Buff takes a well earned fart break.


----------



## Dipseadiver (Jan 18, 2009)

Here i am showin the "Uk yak summer fishing style"..... nearly as laid back n' easy as an England 2nd test Ashes win!.....ave it!!.


----------



## Buff (Dec 31, 2005)

Wrassemagnet said:


> Buff takes a well earned fart break.


But it was *only* a Small Bowl of Chilli







:twisted: :lol: :lol:


----------



## Wrassemagnet (Oct 17, 2007)

:shock: :lol: apologies buff didn't realize someone was using that alias. But with a smile like that I want your chilli recipe BADLY!


----------



## solatree (May 30, 2008)

Buff - you have the most AMAZING set of smiley heads....."fart group" !! What can beat that ?


----------



## Alotta50 (Apr 24, 2009)

Ahhh the serenity.

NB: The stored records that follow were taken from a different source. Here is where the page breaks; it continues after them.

//! Widget lifecycle controller
//!
//! A `Board` owns the dashboard document and everything attached to its
//! widgets: selection, the drag controller and one poller per configured
//! check widget. Pollers are started, restarted and cancelled here as the
//! document changes; dropping the board tears all of them down.

use tokio::runtime::Handle;
use tracing::{debug, info, warn};

use crate::alert::SoundSet;
use crate::check_state::CheckState;
use crate::dashboard::{CheckOptions, Dashboard, Element, ElementKind, Options};
use crate::drag::{CanvasLayout, DragController, Gesture, PointerEvent, PointerTarget};
use crate::poller::{PollEvent, PollJob, PollerDeps, PollerHandle, spawn_poller};
use crate::types::{CheckTarget, WidgetId};

/// Last state reported by a widget's poller
#[derive(Debug, Clone, Copy, PartialEq, Eq)]
pub struct WidgetStatus {
    pub state: CheckState,
    pub acknowledged: bool,
}

/// Runtime and collaborators used to start pollers
#[derive(Clone)]
pub struct PollingContext {
    pub runtime: Handle,
    pub deps: PollerDeps,
}

#[derive(Debug)]
struct Widget {
    id: WidgetId,
    poller: Option<PollerHandle>,
    status: Option<WidgetStatus>,
}

impl Widget {
    fn stop_polling(&mut self) {
        if let Some(mut poller) = self.poller.take() {
            poller.cancel();
        }
        self.status = None;
    }
}

pub struct Board {
    dashboard: Dashboard,
    // Parallel to dashboard.elements
    widgets: Vec<Widget>,
    next_id: u64,
    selected: Option<WidgetId>,
    drag: DragController,
    polling: Option<PollingContext>,
}

impl Board {
    /// Build the board and start polling every configured check widget
    pub fn new(dashboard: Dashboard, polling: Option<PollingContext>) -> Self {
        let mut board = Self {
            dashboard,
            widgets: Vec::new(),
            next_id: 0,
            selected: None,
            drag: DragController::new(),
            polling,
        };
        for index in 0..board.dashboard.elements.len() {
            let widget = board.mount_widget();
            board.widgets.push(widget);
            board.sync_poller(index);
        }
        info!(
            slug = %board.dashboard.slug,
            widgets = board.widgets.len(),
            polling = board.polling_count(),
            "Board mounted"
        );
        board
    }

    pub fn dashboard(&self) -> &Dashboard {
        &self.dashboard
    }

    /// The server derives a new slug from the title on the next save
    pub fn set_title(&mut self, title: &str) -> bool {
        if self.dashboard.title == title {
            return false;
        }
        self.dashboard.title = title.to_string();
        true
    }

    pub fn set_background(&mut self, url: &str) -> bool {
        if self.dashboard.background == url {
            return false;
        }
        self.dashboard.background = url.to_string();
        true
    }

    /// Adopt the slug the server stored the dashboard under
    pub fn set_slug(&mut self, slug: &str) {
        if self.dashboard.slug == slug {
            return;
        }
        info!(from = %self.dashboard.slug, to = %slug, "Dashboard renamed");
        self.dashboard.slug = slug.to_string();
        for poller in self.widgets.iter().filter_map(|w| w.poller.as_ref()) {
            poller.set_dashboard(slug);
        }
    }

    pub fn set_global_mute(&mut self, muted: bool) {
        self.dashboard.global_mute = muted;
    }

    pub fn widget_ids(&self) -> Vec<WidgetId> {
        self.widgets.iter().map(|w| w.id).collect()
    }

    pub fn element(&self, id: WidgetId) -> Option<&Element> {
        self.index_of(id).map(|index| &self.dashboard.elements[index])
    }

    pub fn status(&self, id: WidgetId) -> Option<WidgetStatus> {
        self.index_of(id).and_then(|index| self.widgets[index].status)
    }

    #[cfg(test)]
    pub fn is_polling(&self, id: WidgetId) -> bool {
        self.index_of(id)
            .is_some_and(|index| self.widgets[index].poller.is_some())
    }

    pub fn polling_count(&self) -> usize {
        self.widgets.iter().filter(|w| w.poller.is_some()).count()
    }

    pub fn selected(&self) -> Option<WidgetId> {
        self.selected
    }

    pub fn active_gesture(&self) -> Option<(WidgetId, Gesture)> {
        self.drag.active()
    }

    #[cfg(test)]
    pub fn drag(&self) -> &DragController {
        &self.drag
    }

    /// Change selection; ignored while a gesture is running
    pub fn select(&mut self, id: Option<WidgetId>) {
        if self.drag.is_dragging() {
            return;
        }
        self.selected = id.filter(|id| self.index_of(*id).is_some());
    }

    fn index_of(&self, id: WidgetId) -> Option<usize> {
        self.widgets.iter().position(|w| w.id == id)
    }

    fn mount_widget(&mut self) -> Widget {
        let id = WidgetId(self.next_id);
        self.next_id += 1;
        Widget {
            id,
            poller: None,
            status: None,
        }
    }

    /// Bring the widget's poller in line with its element's options
    ///
    /// Same target: the poller keeps running and only picks up the new sound
    /// policy. Different or missing target: the old poller and its alert
    /// memory are discarded.
    fn sync_poller(&mut self, index: usize) {
        let element = &self.dashboard.elements[index];
        let options = element.check_options();
        let target = options.as_ref().and_then(CheckOptions::target);
        let widget = &mut self.widgets[index];

        match (&widget.poller, &target, &options) {
            (Some(poller), Some(target), Some(options)) if poller.target() == target => {
                poller.update_policy(options.policy());
                return;
            }
            (None, None, _) => return,
            _ => {}
        }

        widget.stop_polling();
        let (Some(target), Some(options), Some(polling)) = (target, options, self.polling.as_ref()) else {
            return;
        };

        let job = PollJob {
            widget: widget.id,
            dashboard: self.dashboard.slug.clone(),
            target,
            policy: options.policy(),
        };
        widget.poller = Some(spawn_poller(&polling.runtime, polling.deps.clone(), job));
    }

    /// Record a poller notification; returns the failure message, if any
    ///
    /// Events from widgets that are gone, unbound or retargeted since are
    /// dropped: only the poller currently attached to the widget counts.
    pub fn apply_event(&mut self, event: PollEvent) -> Option<String> {
        let (widget, poller) = event.origin();
        let Some(current) = self
            .widgets
            .iter_mut()
            .find(|w| w.id == widget && w.poller.as_ref().is_some_and(|p| p.id() == poller))
        else {
            debug!(%widget, %poller, "Dropping event from a stale poller");
            return None;
        };

        match event {
            PollEvent::State { state, acknowledged, .. } => {
                current.status = Some(WidgetStatus { state, acknowledged });
                None
            }
            PollEvent::FetchFailed { message, .. } => Some(message),
        }
    }

    /// Pointer press on the canvas
    ///
    /// Pressing an unselected widget selects it; pressing the canvas clears
    /// the selection. Only a press on the selected widget starts a gesture.
    pub fn pointer_down(&mut self, event: &PointerEvent) -> Option<Gesture> {
        if self.drag.is_dragging() {
            return None;
        }
        match event.target {
            PointerTarget::Canvas => {
                self.selected = None;
                None
            }
            PointerTarget::Body(id) if self.selected != Some(id) => {
                self.select(Some(id));
                None
            }
            _ => self.drag.pointer_down(event, self.selected),
        }
    }

    /// Commit the running gesture's geometry; returns the updated widget
    pub fn pointer_move(&mut self, event: &PointerEvent, layout: &CanvasLayout) -> Option<WidgetId> {
        let (id, _) = self.drag.active()?;
        let Some(index) = self.index_of(id) else {
            self.drag.cancel();
            return None;
        };
        let element = &mut self.dashboard.elements[index];
        let geometry = self.drag.pointer_move(event, layout, element.geometry())?;
        element.set_geometry(geometry);
        Some(id)
    }

    pub fn pointer_up(&mut self) -> Option<WidgetId> {
        self.drag.pointer_up()
    }

    /// Append the default element and select it
    pub fn add_element(&mut self) -> WidgetId {
        let index = self.dashboard.add_element();
        let widget = self.mount_widget();
        let id = widget.id;
        self.widgets.push(widget);
        self.sync_poller(index);
        self.select(Some(id));
        id
    }

    pub fn delete_element(&mut self, id: WidgetId) -> Option<Element> {
        let index = self.index_of(id)?;
        if self.drag.active().is_some_and(|(widget, _)| widget == id) {
            self.drag.cancel();
        }
        if self.selected == Some(id) {
            self.selected = None;
        }
        let mut widget = self.widgets.remove(index);
        widget.stop_polling();
        debug!(widget = %id, "Widget unmounted");
        self.dashboard.delete_element(index)
    }

    /// Copy a widget; the copy gets its own poller and alert memory
    pub fn duplicate_element(&mut self, id: WidgetId) -> Option<WidgetId> {
        let index = self.index_of(id)?;
        let copy_index = self.dashboard.duplicate_element(index)?;
        let widget = self.mount_widget();
        let copy = widget.id;
        self.widgets.push(widget);
        self.sync_poller(copy_index);
        Some(copy)
    }

    pub fn reorder_element(&mut self, id: WidgetId, destination: usize) -> bool {
        let Some(source) = self.index_of(id) else {
            return false;
        };
        if !self.dashboard.reorder_elements(source, destination) {
            return false;
        }
        let widget = self.widgets.remove(source);
        self.widgets.insert(destination, widget);
        true
    }

    pub fn retitle_element(&mut self, id: WidgetId, title: &str) -> bool {
        self.index_of(id)
            .is_some_and(|index| self.dashboard.retitle_element(index, title))
    }

    pub fn change_kind(&mut self, id: WidgetId, kind: ElementKind) -> bool {
        let Some(index) = self.index_of(id) else {
            return false;
        };
        if self.drag.active().is_some_and(|(widget, _)| widget == id) {
            self.drag.cancel();
        }
        self.dashboard.change_element_kind(index, kind);
        self.sync_poller(index);
        true
    }

    /// Merge option changes and resync the poller
    pub fn update_options(&mut self, id: WidgetId, update: Options) -> bool {
        let Some(index) = self.index_of(id) else {
            return false;
        };
        self.dashboard.elements[index].update_options(update);
        self.sync_poller(index);
        true
    }

    /// Bind a check widget to a new target, or unbind it with None
    pub fn set_target(&mut self, id: WidgetId, target: Option<CheckTarget>) -> bool {
        let Some(index) = self.index_of(id) else {
            return false;
        };
        let element = &mut self.dashboard.elements[index];
        let Some(mut options) = element.check_options() else {
            return false;
        };
        options.object_type = target.as_ref().map(|t| t.object_type.to_string());
        options.filter = target.map(|t| t.filter);

        let mut update = Options::new();
        options.apply_to(&mut update);
        if options.object_type.is_none() {
            element.options.remove("objectType");
            element.options.remove("filter");
        }
        element.update_options(update);
        self.sync_poller(index);
        true
    }

    /// Set or clear (empty `url`) a check widget's sound for one severity
    pub fn set_sound_override(&mut self, id: WidgetId, state: CheckState, url: &str) -> bool {
        if self.element(id).and_then(Element::check_options).is_none() {
            return false;
        }
        let mut update = Options::new();
        update.insert(SoundSet::option_key(state).to_string(), url.into());
        self.update_options(id, update)
    }

    /// Cancel every poller and wait for their tasks to exit
    pub async fn shutdown(&mut self) {
        self.drag.cancel();
        let pollers: Vec<PollerHandle> = self
            .widgets
            .iter_mut()
            .filter_map(|w| {
                w.status = None;
                w.poller.take()
            })
            .collect();
        let stopped = pollers.len();
        for poller in pollers {
            if let Err(err) = poller.shutdown().await {
                warn!(error = ?err, "Poller did not stop cleanly");
            }
        }
        info!(slug = %self.dashboard.slug, stopped, "Board shut down");
    }

    /// Cancel every poller and any running gesture; safe to call repeatedly
    pub fn unmount(&mut self) {
        self.drag.cancel();
        let mut cancelled = 0;
        for widget in &mut self.widgets {
            if widget.poller.is_some() {
                cancelled += 1;
            }
            widget.stop_polling();
        }
        if cancelled > 0 {
            info!(slug = %self.dashboard.slug, cancelled, "Board unmounted");
        }
    }
}

impl Drop for Board {
    fn drop(&mut self) {
        self.unmount();
    }
}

Yep... soo much serenity.


----------



## wongus (Feb 12, 2006)

Hurry up and take the picture.. I can only suck in my gut and hold this pose for so long!


----------



## djanus (Nov 8, 2008)

"oohh oohh, Double hook up! Don't have to paddle home now"


----------



## BubbleBass (Oct 6, 2008)

Went in for lippo suction and came out with suction hips!?!??


----------



## reavesey (May 10, 2009)

101,102,103, is that hot chick on the stink boat still looking? 8)


----------



## Blaen (Jul 4, 2006)

Yes of course they are both fishing rods, what were you expecting?


----------



## Blaen (Jul 4, 2006)

If I lie back and keep a low profile maybe the Noah will go past me? Low profile? Hmm who I am trying to kid?


----------



## Stu (Feb 12, 2009)

" MORNING LADIES " _'who's da man?, thats right I'm da man, oowh yeahh!' _


----------